On l’imagine, jeune Garde Républicain, débarquant dans le petit bourg de
Mederdra du début des années 50, avec ses rêves de guerrier ayant voué sa vie
au métier des armes, avec sa candeur, son sens de l’observation, de la
solidarité, de l’abnégation… Des valeurs qui font l’homme des contrées
désertiques hostiles.
Après
la Garde Républicaine, il regagne la Gendarmerie au moment de sa création en
1965 et porte le matricule 048 de ce prestigieux corps qui allie rigueur,
compétence, sens du droit, le sens aussi de la proximité des populations et de
leur satisfaction.
Sidi
Ould Mahfoud appartient à une classe de la Gendarmerie qui savait dresser les
P-V dans les pures formes de l’art qui faisait la classe des Gendarmes, une
classe de gendarmes pour lesquels «l’armoire-type» qui résume toutes les
procédures n’a pas de secret. Ils sont Officiers de police judiciaire, ce qui
leur donne des compétences en droit – grande spécificité du gendarme – et Autorité
administration et policière. Ils sont des GENDARMES, ce qui les auréole
d’une prestance, d’un respect finalement mérité. Ils sont l’incarnation de l’Autorité
de l’Etat en ces moments où cette entité était en construction et où elle avait
besoin de courage dans l’application des textes, d’intelligence dans l’exercice
quotidien, de rigueur dans les rapports avec la société.
Aux
valeurs de son milieu, il ajoutera celles du Corps de la Gendarmerie, lui qui
croyait profondément à l’Etat. Les amis de Beddah (Habib), ce
fils prodige, se souviennent de celui qui a été un père attentionné pour tous. Les
enfants que nous étions ne décelaient pas de différence entre ce qu’il leur
réservait comme traitement et ce qu’il réservait à ce fils unique (à l’époque).

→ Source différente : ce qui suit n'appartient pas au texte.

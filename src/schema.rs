//! Customer record wire type, gender normalization and feature-matrix validation

use crate::error::ScoringError;
use crate::features::{FEATURE_COLUMNS, N_FEATURES};
use ndarray::Array2;
use serde::{Deserialize, Deserializer, Serialize};
use serde_json::Value;

/// One customer as submitted for scoring.
///
/// Every model feature is optional on the wire so that an absent field is
/// reported as a missing column for the whole batch rather than rejected by
/// the JSON decoder. `gender_male` keeps the raw JSON value: anything that is
/// not a number normalizes to 0.
#[derive(Debug, Clone, Default, PartialEq, Serialize, Deserialize)]
#[serde(rename_all = "camelCase")]
pub struct CustomerRecord {
    #[serde(alias = "CustomerId")]
    pub customer_id: i64,
    #[serde(alias = "Geography")]
    pub geography: String,
    #[serde(default, alias = "CreditScore", skip_serializing_if = "Option::is_none")]
    pub credit_score: Option<f64>,
    #[serde(default, alias = "Age", skip_serializing_if = "Option::is_none")]
    pub age: Option<f64>,
    #[serde(default, alias = "Tenure", skip_serializing_if = "Option::is_none")]
    pub tenure: Option<f64>,
    #[serde(default, alias = "Balance", skip_serializing_if = "Option::is_none")]
    pub balance: Option<f64>,
    #[serde(default, alias = "NumOfProducts", skip_serializing_if = "Option::is_none")]
    pub num_of_products: Option<f64>,
    #[serde(default, alias = "HasCrCard", skip_serializing_if = "Option::is_none")]
    pub has_credit_card: Option<i64>,
    #[serde(default, alias = "IsActiveMember", skip_serializing_if = "Option::is_none")]
    pub is_active_member: Option<i64>,
    #[serde(default, alias = "EstimatedSalary", skip_serializing_if = "Option::is_none")]
    pub estimated_salary: Option<f64>,
    #[serde(default, alias = "Gender", skip_serializing_if = "Option::is_none")]
    pub gender: Option<String>,
    #[serde(
        default,
        alias = "Gender_Male",
        deserialize_with = "deserialize_present",
        skip_serializing_if = "Option::is_none"
    )]
    pub gender_male: Option<Value>,
}

/// Distinguishes an explicit `null` (present) from an absent field.
fn deserialize_present<'de, D>(deserializer: D) -> Result<Option<Value>, D::Error>
where
    D: Deserializer<'de>,
{
    Value::deserialize(deserializer).map(Some)
}

impl CustomerRecord {
    /// Feature values in canonical order; `None` marks an absent column.
    pub fn feature_values(&self) -> [Option<f64>; N_FEATURES] {
        [
            self.credit_score,
            self.age,
            self.tenure,
            self.balance,
            self.num_of_products,
            self.has_credit_card.map(|v| v as f64),
            self.is_active_member.map(|v| v as f64),
            self.estimated_salary,
            normalize_gender(self).map(|v| v as f64),
        ]
    }
}

/// Coerce a pre-encoded gender flag to an integer.
///
/// Numbers truncate toward zero, numeric strings are parsed, and everything
/// else (null, garbage text, arrays) becomes 0.
pub fn coerce_gender_male(value: &Value) -> i64 {
    let parsed = match value {
        Value::Number(n) => n.as_f64(),
        Value::Bool(b) => Some(if *b { 1.0 } else { 0.0 }),
        Value::String(s) => s.trim().parse::<f64>().ok(),
        _ => None,
    };
    match parsed {
        Some(v) if v.is_finite() => v.trunc() as i64,
        _ => 0,
    }
}

/// Resolve `genderMale` for a record.
///
/// An existing `genderMale` field wins, even when unparseable. Otherwise the
/// categorical `gender` yields 1 only for "male" (trimmed, any case). Returns
/// `None` when neither representation is present.
pub fn normalize_gender(record: &CustomerRecord) -> Option<i64> {
    if let Some(value) = &record.gender_male {
        return Some(coerce_gender_male(value));
    }
    record
        .gender
        .as_deref()
        .map(|g| i64::from(g.trim().eq_ignore_ascii_case("male")))
}

/// Build the `(n_records, 9)` feature matrix for a batch.
///
/// Validation is all-or-nothing: a column is missing when any record lacks
/// it, and the error names each missing column once in canonical order.
pub fn validate_and_preprocess(records: &[CustomerRecord]) -> Result<Array2<f64>, ScoringError> {
    let mut matrix = Array2::<f64>::zeros((records.len(), N_FEATURES));
    let mut missing = [false; N_FEATURES];

    for (row, record) in records.iter().enumerate() {
        for (col, value) in record.feature_values().into_iter().enumerate() {
            match value {
                Some(v) => matrix[[row, col]] = v,
                None => missing[col] = true,
            }
        }
    }

    let missing_columns: Vec<String> = FEATURE_COLUMNS
        .iter()
        .zip(missing.iter())
        .filter(|(_, &is_missing)| is_missing)
        .map(|(name, _)| name.to_string())
        .collect();

    if !missing_columns.is_empty() {
        tracing::debug!(missing = ?missing_columns, "batch failed column validation");
        return Err(ScoringError::MissingFeatures(missing_columns));
    }

    Ok(matrix)
}

#[cfg(test)]
mod tests {
    use super::*;
    use serde_json::json;

    fn complete_record() -> CustomerRecord {
        CustomerRecord {
            customer_id: 1,
            geography: "France".to_string(),
            credit_score: Some(850.0),
            age: Some(43.0),
            tenure: Some(2.0),
            balance: Some(125510.82),
            num_of_products: Some(1.0),
            has_credit_card: Some(1),
            is_active_member: Some(1),
            estimated_salary: Some(79084.10),
            gender: Some("Male".to_string()),
            gender_male: None,
        }
    }

    #[test]
    fn test_gender_string_variants() {
        let mut record = complete_record();
        for (raw, expected) in [
            ("Male", 1),
            ("  mAlE ", 1),
            ("MALE", 1),
            ("Female", 0),
            ("female ", 0),
            ("unknown", 0),
            ("", 0),
        ] {
            record.gender = Some(raw.to_string());
            assert_eq!(normalize_gender(&record), Some(expected), "gender {:?}", raw);
        }
    }

    #[test]
    fn test_gender_male_takes_precedence() {
        let mut record = complete_record();
        record.gender = Some("Male".to_string());
        record.gender_male = Some(json!(0));
        assert_eq!(normalize_gender(&record), Some(0));
    }

    #[test]
    fn test_non_numeric_gender_male_is_zero() {
        for value in [json!("yes"), json!(null), json!([1]), json!({"a": 1}), json!("")] {
            assert_eq!(coerce_gender_male(&value), 0, "value {}", value);
        }
        assert_eq!(coerce_gender_male(&json!(1)), 1);
        assert_eq!(coerce_gender_male(&json!(" 1 ")), 1);
        assert_eq!(coerce_gender_male(&json!(1.9)), 1);
        assert_eq!(coerce_gender_male(&json!(true)), 1);
    }

    #[test]
    fn test_no_gender_representation() {
        let mut record = complete_record();
        record.gender = None;
        record.gender_male = None;
        assert_eq!(normalize_gender(&record), None);
    }

    #[test]
    fn test_explicit_null_gender_male_is_present() {
        let record: CustomerRecord = serde_json::from_value(json!({
            "customerId": 7,
            "geography": "Spain",
            "genderMale": null
        }))
        .unwrap();
        assert_eq!(record.gender_male, Some(Value::Null));
        assert_eq!(normalize_gender(&record), Some(0));
    }

    #[test]
    fn test_accepts_original_column_names() {
        let record: CustomerRecord = serde_json::from_value(json!({
            "CustomerId": 15634602,
            "Geography": "France",
            "CreditScore": 619,
            "Age": 42,
            "Tenure": 2,
            "Balance": 0.0,
            "NumOfProducts": 1,
            "HasCrCard": 1,
            "IsActiveMember": 1,
            "EstimatedSalary": 101348.88,
            "Gender_Male": 0
        }))
        .unwrap();
        assert_eq!(record.customer_id, 15634602);
        assert_eq!(record.credit_score, Some(619.0));
        assert_eq!(normalize_gender(&record), Some(0));
    }

    #[test]
    fn test_matrix_layout() {
        let matrix = validate_and_preprocess(&[complete_record()]).unwrap();
        assert_eq!(matrix.shape(), &[1, N_FEATURES]);
        assert_eq!(
            matrix.row(0).to_vec(),
            vec![850.0, 43.0, 2.0, 125510.82, 1.0, 1.0, 1.0, 79084.10, 1.0]
        );
    }

    #[test]
    fn test_missing_columns_reported_once_in_order() {
        let mut first = complete_record();
        first.tenure = None;
        let mut second = complete_record();
        second.credit_score = None;
        second.tenure = None;
        second.gender = None;

        let err = validate_and_preprocess(&[first, second]).unwrap_err();
        match err {
            ScoringError::MissingFeatures(columns) => {
                assert_eq!(columns, vec!["CreditScore", "Tenure", "Gender_Male"]);
            }
            other => panic!("unexpected error: {other}"),
        }
    }
}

Aucun de nous ne peut se souvenir aujourd’hui d’un moment d’indisposition
exprimée à l’encontre d’une bande de jeunes aussi insouciants, aussi rebelles
que nous à cette époque-là. Jamais de remontrance, jamais d’impatientes
postures pour nous dire que «ce n’est pas le moment de crier, de s’amuser,
de faire du bruit».
Dans
les années 70, le MDLC (Maréchal de Logis Chef) qu’il devint, fut affecté à
Mederdra. On le voyait passer de la brigade à sa maison comme s’il s’agissait d’un
fils de la ville et de la culture locale très particulière. Il était déjà l’homme
des gens de l’Iguidi (raajil Ehl Iguidi), celui qui avait imposé aux
habitants de l’adopter sans manière.
Il
eut ici Tislim et Habib, tous deux aujourd’hui disparus. La retraite,
le retour au bercail et la nouvelle famille pour lui donner Mghayli et Atiq
qui nous restent de cet homme de grande envergure.
Il
part sans déranger, comme il a vécu les 90 ans (environ) d’une vie pleine d’enseignements,
de don de soi à la communauté, de vérité, de dignité, de grandeur… Sidi Ould
Mahfoud a vécu ce que vivent les croyants sincères, les élus parmi eux, une vie
pleine faite d’abnégation, de valeurs humanistes qui font cet ancrage dans le
substrat culturel originel.
Que
tous ceux qui l’ont connu, que les gens de partout, de Nouadhibou, de Mederdra
et d’ailleurs, que Mghayli (la grande), que Khadijetou, que Maghayli (la
petite), que Atiq, que Toutou, Bodde, Kelthame (filles de Habib), que Moumme,
Mana, Mint Balla (ses petites-filles par Tislim), que tous agréent ici l’expression
de nos condoléances les plus attristées.
Inna liLlahi wa inna ilayhi raji’oune.